_What needs to be done_
The answer should reproduce the listing below character for character.

_Dataset records_
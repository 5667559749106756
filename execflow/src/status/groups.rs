//! Named status groups.

use super::{Status, StatusSet};
use serde::{Deserialize, Serialize};
use std::fmt;

use super::Status::{
    Aborted, ApprovalRejected, ApprovalWaiting, AsyncWaiting, Discontinuing, Errored, Expired,
    Failed, IgnoreFailed, InterventionWaiting, Paused, Pausing, Queued, ResourceWaiting, Running,
    Skipped, Succeeded, Suspended, TaskWaiting, TimedWaiting,
};

impl StatusSet {
    /// Statuses from which a node may still be moved into a terminal status.
    pub const FINALIZABLE: Self = Self::of(&[
        Queued,
        Running,
        Paused,
        Pausing,
        AsyncWaiting,
        TaskWaiting,
        TimedWaiting,
        ApprovalWaiting,
        ResourceWaiting,
        InterventionWaiting,
        Discontinuing,
    ]);

    /// Statuses an abort or expiry may interrupt.
    pub const ABORT_AND_EXPIRE_ELIGIBLE: Self =
        Self::FINALIZABLE.difference(Self::of(&[Discontinuing]));

    /// Statuses counted as success by aggregation.
    pub const POSITIVE: Self = Self::of(&[Succeeded, Skipped, Suspended, IgnoreFailed]);

    /// Statuses counted as hard failure.
    pub const BROKEN: Self = Self::of(&[Failed, Errored, Expired, ApprovalRejected]);

    /// Statuses from which execution can be resumed.
    pub const RESUMABLE: Self = Self::of(&[
        Queued,
        Running,
        AsyncWaiting,
        TaskWaiting,
        TimedWaiting,
        ApprovalWaiting,
        ResourceWaiting,
        InterventionWaiting,
    ]);

    /// Statuses counted as still running by aggregation.
    pub const FLOWING: Self = Self::of(&[
        Running,
        AsyncWaiting,
        TaskWaiting,
        TimedWaiting,
        Discontinuing,
        Pausing,
    ]);

    /// Statuses of a node that is still in flight.
    pub const ACTIVE: Self = Self::FLOWING.union(Self::of(&[
        Queued,
        Paused,
        ApprovalWaiting,
        ResourceWaiting,
        InterventionWaiting,
    ]));

    /// Terminal statuses; no further transition is possible.
    pub const FINAL: Self = Self::of(&[
        Skipped,
        IgnoreFailed,
        Aborted,
        Errored,
        Failed,
        Expired,
        Succeeded,
        Suspended,
        ApprovalRejected,
    ]);

    /// Child statuses a pause request leaves untouched.
    pub const UNPAUSABLE_CHILD: Self =
        Self::FINAL.union(Self::of(&[Paused, Pausing, Discontinuing, InterventionWaiting]));

    /// Statuses whose write must refresh the execution graph.
    pub const GRAPH_UPDATE_TRIGGERING: Self = Self::FINAL.union(Self::of(&[
        Queued,
        Running,
        Paused,
        AsyncWaiting,
        TaskWaiting,
        TimedWaiting,
        ApprovalWaiting,
        ResourceWaiting,
        InterventionWaiting,
    ]));

    /// Statuses from which a retry may be started.
    pub const RETRYABLE: Self = Self::BROKEN.union(Self::of(&[Aborted, InterventionWaiting]));

    /// Failed statuses eligible for retry.
    pub const RETRYABLE_FAILED: Self = Self::BROKEN;
}

/// The named, overlapping groups over [`Status`].
#[derive(Debug, Clone, Copy, PartialEq, Eq, Hash, Serialize, Deserialize)]
#[serde(rename_all = "snake_case")]
pub enum StatusGroup {
    /// See [`StatusSet::FINALIZABLE`].
    Finalizable,
    /// See [`StatusSet::ABORT_AND_EXPIRE_ELIGIBLE`].
    AbortAndExpireEligible,
    /// See [`StatusSet::POSITIVE`].
    Positive,
    /// See [`StatusSet::BROKEN`].
    Broken,
    /// See [`StatusSet::RESUMABLE`].
    Resumable,
    /// See [`StatusSet::FLOWING`].
    Flowing,
    /// See [`StatusSet::ACTIVE`].
    Active,
    /// See [`StatusSet::UNPAUSABLE_CHILD`].
    UnpausableChild,
    /// See [`StatusSet::FINAL`].
    Final,
    /// See [`StatusSet::GRAPH_UPDATE_TRIGGERING`].
    GraphUpdateTriggering,
    /// See [`StatusSet::RETRYABLE`].
    Retryable,
    /// See [`StatusSet::RETRYABLE_FAILED`].
    RetryableFailed,
}

impl StatusGroup {
    /// Every group.
    pub const ALL: [Self; 12] = [
        Self::Finalizable,
        Self::AbortAndExpireEligible,
        Self::Positive,
        Self::Broken,
        Self::Resumable,
        Self::Flowing,
        Self::Active,
        Self::UnpausableChild,
        Self::Final,
        Self::GraphUpdateTriggering,
        Self::Retryable,
        Self::RetryableFailed,
    ];

    /// Returns the members of the group.
    #[must_use]
    pub const fn members(self) -> StatusSet {
        match self {
            Self::Finalizable => StatusSet::FINALIZABLE,
            Self::AbortAndExpireEligible => StatusSet::ABORT_AND_EXPIRE_ELIGIBLE,
            Self::Positive => StatusSet::POSITIVE,
            Self::Broken => StatusSet::BROKEN,
            Self::Resumable => StatusSet::RESUMABLE,
            Self::Flowing => StatusSet::FLOWING,
            Self::Active => StatusSet::ACTIVE,
            Self::UnpausableChild => StatusSet::UNPAUSABLE_CHILD,
            Self::Final => StatusSet::FINAL,
            Self::GraphUpdateTriggering => StatusSet::GRAPH_UPDATE_TRIGGERING,
            Self::Retryable => StatusSet::RETRYABLE,
            Self::RetryableFailed => StatusSet::RETRYABLE_FAILED,
        }
    }
}

impl fmt::Display for StatusGroup {
    fn fmt(&self, f: &mut fmt::Formatter<'_>) -> fmt::Result {
        match self {
            Self::Finalizable => write!(f, "finalizable"),
            Self::AbortAndExpireEligible => write!(f, "abort_and_expire_eligible"),
            Self::Positive => write!(f, "positive"),
            Self::Broken => write!(f, "broken"),
            Self::Resumable => write!(f, "resumable"),
            Self::Flowing => write!(f, "flowing"),
            Self::Active => write!(f, "active"),
            Self::UnpausableChild => write!(f, "unpausable_child"),
            Self::Final => write!(f, "final"),
            Self::GraphUpdateTriggering => write!(f, "graph_update_triggering"),
            Self::Retryable => write!(f, "retryable"),
            Self::RetryableFailed => write!(f, "retryable_failed"),
        }
    }
}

_Reply_
repository 5667559749106756
filename execflow/src/status/groups.rs
//! Named status groups.

use super::{Status, StatusSet};
use serde::{Deserialize, Serialize};
use std::fmt;

use super::Status::{
    Aborted, ApprovalRejected, ApprovalWaiting, AsyncWaiting, Discontinuing, Errored, Expired,
    Failed, IgnoreFailed, InterventionWaiting, Paused, Pausing, Queued, ResourceWaiting, Running,
    Skipped, Succeeded, Suspended, TaskWaiting, TimedWaiting,
};

impl StatusSet {
    /// Statuses from which a node may still be moved into a terminal status.
    pub const FINALIZABLE: Self = Self::of(&[
        Queued,
        Running,
        Paused,
        Pausing,
        AsyncWaiting,
        TaskWaiting,
        TimedWaiting,
        ApprovalWaiting,
        ResourceWaiting,
        InterventionWaiting,
        Discontinuing,
    ]);

    /// Statuses an abort or expiry may interrupt.
    pub const ABORT_AND_EXPIRE_ELIGIBLE: Self =
        Self::FINALIZABLE.difference(Self::of(&[Discontinuing]));

    /// Statuses counted as success by aggregation.
    pub const POSITIVE: Self = Self::of(&[Succeeded, Skipped, Suspended, IgnoreFailed]);

    /// Statuses counted as hard failure.
    pub const BROKEN: Self = Self::of(&[Failed, Errored, Expired, ApprovalRejected]);

    /// Statuses from which execution can be resumed.
    pub const RESUMABLE: Self = Self::of(&[
        Queued,
        Running,
        AsyncWaiting,
        TaskWaiting,
        TimedWaiting,
        ApprovalWaiting,
        ResourceWaiting,
        InterventionWaiting,
    ]);

    /// Statuses counted as still running by aggregation.
    pub const FLOWING: Self = Self::of(&[
        Running,
        AsyncWaiting,
        TaskWaiting,
        TimedWaiting,
        Discontinuing,
        Pausing,
    ]);

    /// Statuses of a node that is still in flight.
    pub const ACTIVE: Self = Self::FLOWING.union(Self::of(&[
        Queued,
        Paused,
        ApprovalWaiting,
        ResourceWaiting,
        InterventionWaiting,
    ]));

    /// Terminal statuses; no further transition is possible.
    pub const FINAL: Self = Self::of(&[
        Skipped,
        IgnoreFailed,
        Aborted,
        Errored,
        Failed,
        Expired,
        Succeeded,
        Suspended,
        ApprovalRejected,
    ]);

    /// Child statuses a pause request leaves untouched.
    pub const UNPAUSABLE_CHILD: Self =
        Self::FINAL.union(Self::of(&[Paused, Pausing, Discontinuing, InterventionWaiting]));

    /// Statuses whose write must refresh the execution graph.
    pub const GRAPH_UPDATE_TRIGGERING: Self = Self::FINAL.union(Self::of(&[
        Queued,
        Running,
        Paused,
        AsyncWaiting,
        TaskWaiting,
        TimedWaiting,
        ApprovalWaiting,
        ResourceWaiting,
        InterventionWaiting,
    ]));

    /// Statuses from which a retry may be started.
    pub const RETRYABLE: Self = Self::BROKEN.union(Self::of(&[Aborted, InterventionWaiting]));

    /// Failed statuses eligible for retry.
    pub const RETRYABLE_FAILED: Self = Self::BROKEN;
}

/// The named, overlapping groups over [`Status`].
#[derive(Debug, Clone, Copy, PartialEq, Eq, Hash, Serialize, Deserialize)]
#[serde(rename_all = "snake_case")]
pub enum StatusGroup {
    /// See [`StatusSet::FINALIZABLE`].
    Finalizable,
    /// See [`StatusSet::ABORT_AND_EXPIRE_ELIGIBLE`].
    AbortAndExpireEligible,
    /// See [`StatusSet::POSITIVE`].
    Positive,
    /// See [`StatusSet::BROKEN`].
    Broken,
    /// See [`StatusSet::RESUMABLE`].
    Resumable,
    /// See [`StatusSet::FLOWING`].
    Flowing,
    /// See [`StatusSet::ACTIVE`].
    Active,
    /// See [`StatusSet::UNPAUSABLE_CHILD`].
    UnpausableChild,
    /// See [`StatusSet::FINAL`].
    Final,
    /// See [`StatusSet::GRAPH_UPDATE_TRIGGERING`].
    GraphUpdateTriggering,
    /// See [`StatusSet::RETRYABLE`].
    Retryable,
    /// See [`StatusSet::RETRYABLE_FAILED`].
    RetryableFailed,
}

impl StatusGroup {
    /// Every group.
    pub const ALL: [Self; 12] = [
        Self::Finalizable,
        Self::AbortAndExpireEligible,
        Self::Positive,
        Self::Broken,
        Self::Resumable,
        Self::Flowing,
        Self::Active,
        Self::UnpausableChild,
        Self::Final,
        Self::GraphUpdateTriggering,
        Self::Retryable,
        Self::RetryableFailed,
    ];

    /// Returns the members of the group.
    #[must_use]
    pub const fn members(self) -> StatusSet {
        match self {
            Self::Finalizable => StatusSet::FINALIZABLE,
            Self::AbortAndExpireEligible => StatusSet::ABORT_AND_EXPIRE_ELIGIBLE,
            Self::Positive => StatusSet::POSITIVE,
            Self::Broken => StatusSet::BROKEN,
            Self::Resumable => StatusSet::RESUMABLE,
            Self::Flowing => StatusSet::FLOWING,
            Self::Active => StatusSet::ACTIVE,
            Self::UnpausableChild => StatusSet::UNPAUSABLE_CHILD,
            Self::Final => StatusSet::FINAL,
            Self::GraphUpdateTriggering => StatusSet::GRAPH_UPDATE_TRIGGERING,
            Self::Retryable => StatusSet::RETRYABLE,
            Self::RetryableFailed => StatusSet::RETRYABLE_FAILED,
        }
    }
}

impl fmt::Display for StatusGroup {
    fn fmt(&self, f: &mut fmt::Formatter<'_>) -> fmt::Result {
        match self {
            Self::Finalizable => write!(f, "finalizable"),
            Self::AbortAndExpireEligible => write!(f, "abort_and_expire_eligible"),
            Self::Positive => write!(f, "positive"),
            Self::Broken => write!(f, "broken"),
            Self::Resumable => write!(f, "resumable"),
            Self::Flowing => write!(f, "flowing"),
            Self::Active => write!(f, "active"),
            Self::UnpausableChild => write!(f, "unpausable_child"),
            Self::Final => write!(f, "final"),
            Self::GraphUpdateTriggering => write!(f, "graph_update_triggering"),
            Self::Retryable => write!(f, "retryable"),
            Self::RetryableFailed => write!(f, "retryable_failed"),
        }
    }
}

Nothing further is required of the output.